Graphene is an excellent conductor, while graphene fluoride is a wide band-gap semiconductor. We propose the formation of graphene channels embedded in graphene fluoride as a method to induce quantum confinement of charge carriers in graphene. In particular, we study the electronic structure of graphene channels drawn on the fluoride along two high-symmetry directions: the armchair and zigzag orientations. The zigzag channels are found to have dispersive one-dimensional edge bands, contrary to the case of ribbons and channels drawn on graphane, where the edge state is flat close to the Fermi level and has a very large effective mass. The effective mass of this one-dimensional edge state can be controlled by electrostatic interactions at the edge of the channel. This result indicates that the mobility of these channels can be controlled by a localized gate voltage. The armchair channel is found to be metallic or semiconducting depending on the width of the channel, in agreement with ribbons and hydrogen-limited channels.

Figure 1

Zigzag (top) and armchair (bottom) channels of graphene limited by a barrier region of graphene fluoride.

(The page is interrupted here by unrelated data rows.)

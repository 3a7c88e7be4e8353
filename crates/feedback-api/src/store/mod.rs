//! Partitioned store client.
//!
//! A generic primitive over a partition-key + sort-key collection, reused by
//! the feedback and report services. Items within a partition are ordered by
//! sort key; sort keys embed creation timestamps, so "descending" means most
//! recent first.
//!
//! # Pagination semantics
//!
//! `query_page` applies `limit` to the SCANNED key range and the optional
//! filter predicate to the resulting page, mirroring the behavior of
//! filter-after-scan stores. A filtered page can therefore hold fewer than
//! `limit` items even when more matching items exist deeper in the
//! partition; `has_more` and `next_cursor` reflect the raw scan remainder,
//! and callers follow the cursor until `has_more` is false.
//!
//! Pagination across concurrent writers is best-effort: a page may miss or
//! double-count an item mutated between page fetches.

pub mod cursor;
pub mod memory;
pub mod postgres;

pub use cursor::{Cursor, CursorError};
pub use memory::InMemoryStore;
pub use postgres::PgPartitionedStore;

use crate::errors::ApiError;
use serde_json::{Map, Value};

/// Item attributes: a JSON object including the key fields themselves.
pub type Attributes = Map<String, Value>;

/// Post-scan filter applied to a page before it is returned.
pub type FilterPredicate = Box<dyn Fn(&Attributes) -> bool + Send + Sync>;

/// An item read back from the store.
#[derive(Debug, Clone, PartialEq, Eq)]
pub struct StoreItem {
    pub partition_key: String,
    pub sort_key: String,
    pub attributes: Attributes,
}

/// Options for a key-range page query.
pub struct QueryOptions {
    /// Maximum number of SCANNED items in the page.
    pub limit: u32,

    /// Resume point from a prior page; the scan restarts exclusively after
    /// this key.
    pub cursor: Option<Cursor>,

    /// Most recent first when true (the default).
    pub scan_descending: bool,

    /// Applied after the key-range scan, before the page is returned.
    pub filter: Option<FilterPredicate>,
}

impl Default for QueryOptions {
    fn default() -> Self {
        Self {
            limit: 50,
            cursor: None,
            scan_descending: true,
            filter: None,
        }
    }
}

impl std::fmt::Debug for QueryOptions {
    fn fmt(&self, f: &mut std::fmt::Formatter<'_>) -> std::fmt::Result {
        f.debug_struct("QueryOptions")
            .field("limit", &self.limit)
            .field("cursor", &self.cursor)
            .field("scan_descending", &self.scan_descending)
            .field("has_filter", &self.filter.is_some())
            .finish()
    }
}

/// One page of a key-range scan.
#[derive(Debug, Clone)]
pub struct Page {
    pub items: Vec<StoreItem>,
    /// Present only when the raw scan has remaining items.
    pub next_cursor: Option<Cursor>,
    /// Whether the raw (unfiltered) scan has remaining items.
    pub has_more: bool,
}

/// The partition-key + sort-key store primitive.
///
/// Implemented by [`PgPartitionedStore`] for production and
/// [`InMemoryStore`] for tests; both share the exact paging semantics
/// described at the module level.
#[async_trait::async_trait]
pub trait PartitionedStore: Send + Sync {
    /// Unconditional upsert. Uniqueness is guaranteed by callers choosing
    /// sort keys that embed a timestamp plus a random suffix.
    async fn put(
        &self,
        partition_key: &str,
        sort_key: &str,
        attributes: Attributes,
    ) -> Result<(), ApiError>;

    /// Point lookup.
    async fn get(&self, partition_key: &str, sort_key: &str)
        -> Result<Option<StoreItem>, ApiError>;

    /// Key-ordered page scan for a partition. See the module docs for the
    /// filter/limit interaction.
    async fn query_page(&self, partition_key: &str, options: QueryOptions)
        -> Result<Page, ApiError>;

    /// Query via the secondary ordering index on a boolean attribute,
    /// bypassing the filter-after-scan caveat of `query_page`.
    async fn query_flag_index(
        &self,
        partition_key: &str,
        attribute: &str,
        value: bool,
        limit: u32,
    ) -> Result<Vec<StoreItem>, ApiError>;

    /// Partial attribute merge: listed attributes are set, unlisted ones are
    /// untouched. Last writer wins; no optimistic concurrency check.
    async fn update(
        &self,
        partition_key: &str,
        sort_key: &str,
        deltas: Attributes,
    ) -> Result<(), ApiError>;
}

/// Shared page assembly: truncate the over-fetched scan, derive the cursor
/// from the UNFILTERED page tail, then apply the filter.
///
/// Both store implementations over-fetch one row beyond `limit` to learn
/// whether the scan has a remainder; this helper keeps their semantics
/// identical.
pub(crate) fn assemble_page(
    mut scanned: Vec<StoreItem>,
    limit: u32,
    filter: Option<&FilterPredicate>,
) -> Page {
    let limit = limit as usize;
    let has_more = scanned.len() > limit;
    scanned.truncate(limit);

    let next_cursor = if has_more {
        scanned
            .last()
            .map(|item| Cursor::new(item.partition_key.clone(), item.sort_key.clone()))
    } else {
        None
    };

    let items = match filter {
        Some(predicate) => scanned
            .into_iter()
            .filter(|item| predicate(&item.attributes))
            .collect(),
        None => scanned,
    };

    Page {
        items,
        next_cursor,
        has_more,
    }
}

The carbon network is represented in gray while the fluorine atoms are represented by light blue balls. For each geometry we indicate the convention to count the number of rows in the channel; this is generically called $N$ in the text. The number of rows in the barrier region is generically called $M$ and counted in the same way. For clarity, two unit cells are presented in each case.

Figure 2

Band structure on the left and partial density of states of the barrier and channel region of a zigzag structure zz(6,12). The tight-binding approximation of the edge state around the Fermi level is shown with a continuous line in red. The tight-binding model demonstrates that the dispersion relation of the edge state is controlled by the site energy of the carbon atoms at the edge.

Figure 3

Band gap of armchair channels as a function of the number of rows in the channel $N$, for a different number of rows in the barrier, $M$. The dashed lines correspond to the tight-binding approximation with hopping integral equal to 2.6 eV and a $9\%$ increase of the hopping at the edge.

Figure 4

Band structure and partial density of states in the barrier and channel region of two representative armchair channels. The top panel corresponds to a semiconducting channel, ac(5,13), and the bottom panel to a semimetallic channel, ac(6,14). From the band structure in the top panel, we see that the semiconducting armchair channel has a direct gap. From the density of states we see that the states close to the gap are localized within the channel because the gap in the channel is centered with respect to the gap in the barrier. For the band structure in the bottom panel we see that the semimetallic structures have a one-dimensional linear band, localized within the channel and producing a constant density of states.